# Any good cheap 'All Purpose Cleaner?'



## TI KUFF (Oct 30, 2015)

I am looking for a cheap 'All Purpose Cleaner' that also smells nice.

I went to Tesco's to buy Daisy APC, but don't think they sell them anymore as I went to two big superstores & only had Tesco's Multi Purpose Cleaner & Flash multi purpose cleaner.

Is there any other cheap APC I can buy that works & smells good at the same time?


----------



## steelghost (Aug 20, 2015)

Pretty much any supermarket will sell you an APC with a "nice" smell.
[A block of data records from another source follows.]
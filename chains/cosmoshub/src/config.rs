use crate::engine::KindPolicy;
use crate::sweeper::SweepSettings;
use crate::utils::gas::{GasEstimator, PerKind, TxKind};
use anyhow::{Context, Result};
use config::{Config, Environment, File};
use core_logic::{ChainConfig, ConfigError, DestinationSource, EndpointConfig, RetryConfig};
use serde::{Deserialize, Deserializer, Serialize};
use std::collections::HashMap;
use std::time::Duration;
use url::Url;

pub const ENV_PREFIX: &str = "SWEEPER";
pub const MAX_WALLETS: usize = 500;

#[derive(Debug, Clone, Serialize, Deserialize)]
#[serde(default)]
pub struct SweeperConfig {
    pub chain: ChainConfig,
    pub endpoints: Vec<EndpointConfig>,
    pub num_wallets: usize,
    /// Fee per gas unit, in the staking denom.
    pub gas_price: f64,
    pub gaiad: GaiadConfig,
    pub destinations: Vec<DestinationSource>,
    pub thresholds: ThresholdConfig,
    pub delays: DelayConfig,
    pub confirmation: ConfirmationConfig,
    #[serde(deserialize_with = "withdraw_kind")]
    pub withdraw: KindConfig,
    #[serde(deserialize_with = "send_kind")]
    pub send: KindConfig,
    /// Probe calls per gas estimate before the fallback is used.
    pub gas_probe_attempts: u32,
    pub dry_run: bool,
    pub skip_rewards: bool,
    pub log_dir: String,
}

#[derive(Debug, Clone, Serialize, Deserialize)]
#[serde(default)]
pub struct GaiadConfig {
    pub binary: String,
    pub keyring_backend: Option<String>,
    pub home: Option<String>,
}

#[derive(Debug, Clone, Serialize, Deserialize)]
#[serde(default)]
pub struct ThresholdConfig {
    pub min_rewards_to_withdraw: u64,
    pub min_send_amount: u64,
    pub send_margin: u64,
    pub min_reserve: u64,
    pub max_reserve: u64,
}

#[derive(Debug, Clone, Serialize, Deserialize)]
#[serde(default)]
pub struct DelayConfig {
    pub min_secs: u64,
    pub max_secs: u64,
}

#[derive(Debug, Clone, Serialize, Deserialize)]
#[serde(default)]
pub struct ConfirmationConfig {
    pub retries: u32,
    pub wait_secs: u64,
    pub settle_secs: u64,
}

/// Per-operation settings. A `[withdraw]` or `[send]` table only needs the
/// keys it changes; the rest come from that kind's defaults.
#[derive(Debug, Clone, PartialEq, Serialize)]
pub struct KindConfig {
    pub max_attempts: u32,
    pub gas_multiplier: f64,
    pub fallback_gas: u64,
    /// Shell command printing a gas figure. An empty string disables the probe.
    pub probe_command: Option<String>,
}

impl KindConfig {
    pub fn withdraw() -> Self {
        Self {
            max_attempts: 3,
            gas_multiplier: 1.2,
            fallback_gas: GasEstimator::FALLBACK_WITHDRAW,
            probe_command: Some("./calculate_gas.sh".to_string()),
        }
    }

    pub fn send() -> Self {
        Self {
            max_attempts: 3,
            gas_multiplier: 1.1,
            fallback_gas: GasEstimator::FALLBACK_SEND,
            probe_command: Some("./calculate_send_gas.sh".to_string()),
        }
    }

    /// The probe command, if one is set and non-empty.
    pub fn probe(&self) -> Option<String> {
        self.probe_command
            .as_deref()
            .map(str::trim)
            .filter(|cmd| !cmd.is_empty())
            .map(str::to_string)
    }

    fn merged(self, overrides: KindOverrides) -> Self {
        Self {
            max_attempts: overrides.max_attempts.unwrap_or(self.max_attempts),
            gas_multiplier: overrides.gas_multiplier.unwrap_or(self.gas_multiplier),
            fallback_gas: overrides.fallback_gas.unwrap_or(self.fallback_gas),
            probe_command: overrides.probe_command.or(self.probe_command),
        }
    }
}

#[derive(Debug, Default, Deserialize)]
#[serde(default)]
struct KindOverrides {
    max_attempts: Option<u32>,
    gas_multiplier: Option<f64>,
    fallback_gas: Option<u64>,
    probe_command: Option<String>,
}

fn withdraw_kind<'de, D: Deserializer<'de>>(deserializer: D) -> Result<KindConfig, D::Error> {
    KindOverrides::deserialize(deserializer).map(|o| KindConfig::withdraw().merged(o))
}

fn send_kind<'de, D: Deserializer<'de>>(deserializer: D) -> Result<KindConfig, D::Error> {
    KindOverrides::deserialize(deserializer).map(|o| KindConfig::send().merged(o))
}

impl Default for SweeperConfig {
    fn default() -> Self {
        Self {
            chain: ChainConfig::default(),
            endpoints: vec![
                endpoint(
                    "https://cosmos-rpc.publicnode.com:443",
                    "https://cosmos-rest.publicnode.com",
                ),
                endpoint(
                    "https://cosmos-rpc.polkachu.com:443",
                    "https://cosmos-api.polkachu.com",
                ),
                endpoint(
                    "https://cosmoshub-mainnet-rpc.itrocket.net",
                    "https://cosmoshub-mainnet-api.itrocket.net",
                ),
            ],
            num_wallets: 119,
            gas_price: 0.005,
            gaiad: GaiadConfig::default(),
            destinations: vec![
                destination("OKX", "okx_wallets"),
                destination("Bitget", "bitget_wallets"),
                destination("Binance", "binance_wallets"),
            ],
            thresholds: ThresholdConfig::default(),
            delays: DelayConfig::default(),
            confirmation: ConfirmationConfig::default(),
            withdraw: KindConfig::withdraw(),
            send: KindConfig::send(),
            gas_probe_attempts: GasEstimator::DEFAULT_ATTEMPTS,
            dry_run: false,
            skip_rewards: false,
            log_dir: "logs".to_string(),
        }
    }
}

impl Default for GaiadConfig {
    fn default() -> Self {
        Self {
            binary: "gaiad".to_string(),
            keyring_backend: None,
            home: None,
        }
    }
}

impl Default for ThresholdConfig {
    fn default() -> Self {
        Self {
            min_rewards_to_withdraw: 700_000,
            min_send_amount: 50_000,
            send_margin: 3_000,
            min_reserve: 15_000,
            max_reserve: 25_000,
        }
    }
}

impl Default for DelayConfig {
    fn default() -> Self {
        Self {
            min_secs: 3600,
            max_secs: 7200,
        }
    }
}

impl Default for ConfirmationConfig {
    fn default() -> Self {
        Self {
            retries: 10,
            wait_secs: 30,
            settle_secs: 30,
        }
    }
}

fn endpoint(rpc: &str, api: &str) -> EndpointConfig {
    EndpointConfig {
        rpc: rpc.to_string(),
        api: api.to_string(),
    }
}

fn destination(exchange: &str, path: &str) -> DestinationSource {
    DestinationSource {
        exchange: exchange.to_string(),
        path: path.to_string(),
    }
}

impl SweeperConfig {
    /// Defaults, overridden by the TOML file at `path` if it exists, then by
    /// `SWEEPER_*` environment variables (`__` separates nested keys).
    pub fn load(path: &str) -> Result<Self> {
        Self::load_with_env(path, None)
    }

    /// Like [`SweeperConfig::load`], reading variables from `env` instead of
    /// the process environment when given.
    pub fn load_with_env(path: &str, env: Option<HashMap<String, String>>) -> Result<Self> {
        let settings = Config::builder()
            .add_source(File::with_name(path).required(false))
            .add_source(
                Environment::with_prefix(ENV_PREFIX)
                    .prefix_separator("_")
                    .separator("__")
                    .try_parsing(true)
                    .source(env),
            )
            .build()
            .with_context(|| format!("Failed to read configuration from {}", path))?;

        settings
            .try_deserialize()
            .map_err(|e| anyhow::anyhow!(e))
            .with_context(|| format!("Invalid configuration in {}", path))
    }

    /// Collects every problem instead of stopping at the first one.
    pub fn validate(&self) -> Result<(), ConfigError> {
        let mut problems = Vec::new();

        if self.endpoints.is_empty() {
            problems.push(ConfigError::NoEndpoints.to_string());
        }
        for ep in &self.endpoints {
            for url in [&ep.rpc, &ep.api] {
                if !is_http_url(url) {
                    problems.push(ConfigError::InvalidRpcUrl { url: url.clone() }.to_string());
                }
            }
        }

        if !(1..=MAX_WALLETS).contains(&self.num_wallets) {
            problems.push(invalid(
                "num_wallets",
                format!("must be between 1 and {}, got {}", MAX_WALLETS, self.num_wallets),
            ));
        }
        if !(self.gas_price > 0.0 && self.gas_price <= 1.0) {
            problems.push(invalid(
                "gas_price",
                format!("must be in (0, 1], got {}", self.gas_price),
            ));
        }
        if self.thresholds.min_reserve > self.thresholds.max_reserve {
            problems.push(invalid(
                "thresholds.min_reserve",
                format!(
                    "{} exceeds max_reserve {}",
                    self.thresholds.min_reserve, self.thresholds.max_reserve
                ),
            ));
        }
        if self.delays.min_secs > self.delays.max_secs {
            problems.push(invalid(
                "delays.min_secs",
                format!(
                    "{} exceeds max_secs {}",
                    self.delays.min_secs, self.delays.max_secs
                ),
            ));
        }
        if self.confirmation.retries == 0 {
            problems.push(invalid("confirmation.retries", "must be at least 1".to_string()));
        }
        if self.gas_probe_attempts == 0 {
            problems.push(invalid("gas_probe_attempts", "must be at least 1".to_string()));
        }
        for (name, kind) in [("withdraw", &self.withdraw), ("send", &self.send)] {
            if kind.max_attempts == 0 {
                problems.push(invalid(
                    &format!("{}.max_attempts", name),
                    "must be at least 1".to_string(),
                ));
            }
            if !(kind.gas_multiplier.is_finite() && kind.gas_multiplier > 1.0) {
                problems.push(invalid(
                    &format!("{}.gas_multiplier", name),
                    format!("must be greater than 1.0, got {}", kind.gas_multiplier),
                ));
            }
            if kind.fallback_gas == 0 {
                problems.push(invalid(
                    &format!("{}.fallback_gas", name),
                    "must be positive".to_string(),
                ));
            }
        }
        if self.gaiad.binary.trim().is_empty() {
            problems.push(
                ConfigError::MissingField {
                    field: "gaiad.binary".to_string(),
                }
                .to_string(),
            );
        }

        if problems.is_empty() {
            Ok(())
        } else {
            Err(ConfigError::Rejected(problems))
        }
    }

    pub fn policy_for(&self, kind: TxKind) -> KindPolicy {
        let per_kind = match kind {
            TxKind::Withdraw => &self.withdraw,
            TxKind::Send => &self.send,
        };
        KindPolicy {
            max_attempts: per_kind.max_attempts,
            confirm_retries: self.confirmation.retries,
            confirm_wait: Duration::from_secs(self.confirmation.wait_secs),
            settle_wait: Duration::from_secs(self.confirmation.settle_secs),
            gas_multiplier: per_kind.gas_multiplier,
        }
    }

    pub fn fallback_gas(&self) -> PerKind<u64> {
        PerKind {
            withdraw: self.withdraw.fallback_gas,
            send: self.send.fallback_gas,
        }
    }

    pub fn sweep_settings(&self) -> SweepSettings {
        SweepSettings {
            min_rewards_to_withdraw: self.thresholds.min_rewards_to_withdraw,
            min_reserve: self.thresholds.min_reserve,
            max_reserve: self.thresholds.max_reserve,
            send_margin: self.thresholds.send_margin,
            min_send_amount: self.thresholds.min_send_amount,
            min_delay: Duration::from_secs(self.delays.min_secs),
            max_delay: Duration::from_secs(self.delays.max_secs),
            dry_run: self.dry_run,
            skip_rewards: self.skip_rewards,
            withdraw_policy: self.policy_for(TxKind::Withdraw),
            send_policy: self.policy_for(TxKind::Send),
            query_retry: RetryConfig::new(2, 1000),
        }
    }

    /// Human-readable overview logged at startup.
    pub fn summary(&self) -> String {
        let exchanges: Vec<&str> = self
            .destinations
            .iter()
            .map(|d| d.exchange.as_str())
            .collect();
        format!(
            "{} ({}) | {} wallets | {} endpoints | gas price {} {} | withdraw at {} | reserve {}-{} | delay {}-{}s | exchanges: {}{}",
            self.chain.name,
            self.chain.chain_id,
            self.num_wallets,
            self.endpoints.len(),
            self.gas_price,
            self.chain.denom,
            self.thresholds.min_rewards_to_withdraw,
            self.thresholds.min_reserve,
            self.thresholds.max_reserve,
            self.delays.min_secs,
            self.delays.max_secs,
            exchanges.join(", "),
            if self.dry_run { " | DRY RUN" } else { "" }
        )
    }
}

fn invalid(field: &str, reason: String) -> String {
    ConfigError::InvalidValue {
        field: field.to_string(),
        reason,
    }
    .to_string()
}

fn is_http_url(raw: &str) -> bool {
    match Url::parse(raw) {
        Ok(url) => matches!(url.scheme(), "http" | "https") && url.host_str().is_some(),
        Err(_) => false,
    }
}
The CoOp do some for a quid for a squirty bottle of 500ml, smells of "apples".

Be careful as some supermarket APCs for domestic use leave "anti-soiling" on the surface (eg this one from Wilko).

Probably best off going for something from a "Basics" range eg this one from Sainsburys ie it cleans and that's it.


----------



## cargainz (Jul 25, 2016)

Why do you need a domestic All Purpose Cleaner on your car if you don't mind me asking? Isn't it too abrasive for any part of the car?


----------



## Ceejay21868 (Jan 27, 2016)

Bought daisy yesterday from Tesco - 50p - works great.


----------



## TI KUFF (Oct 30, 2015)

steelghost said:


> Pretty much any supermarket will sell you an APC with a "nice" smell.
> 
> The CoOp do some for a quid for a squirty bottle of 500ml, smells of "apples".
> 
> ...


Will take a look at the Sainsbury's APC :thumb:


----------



## TI KUFF (Oct 30, 2015)

kxytns said:


> Why do you need a domestic All Purpose Cleaner on your car if you don't mind me asking? Isn't it too abrasive for any part of the car?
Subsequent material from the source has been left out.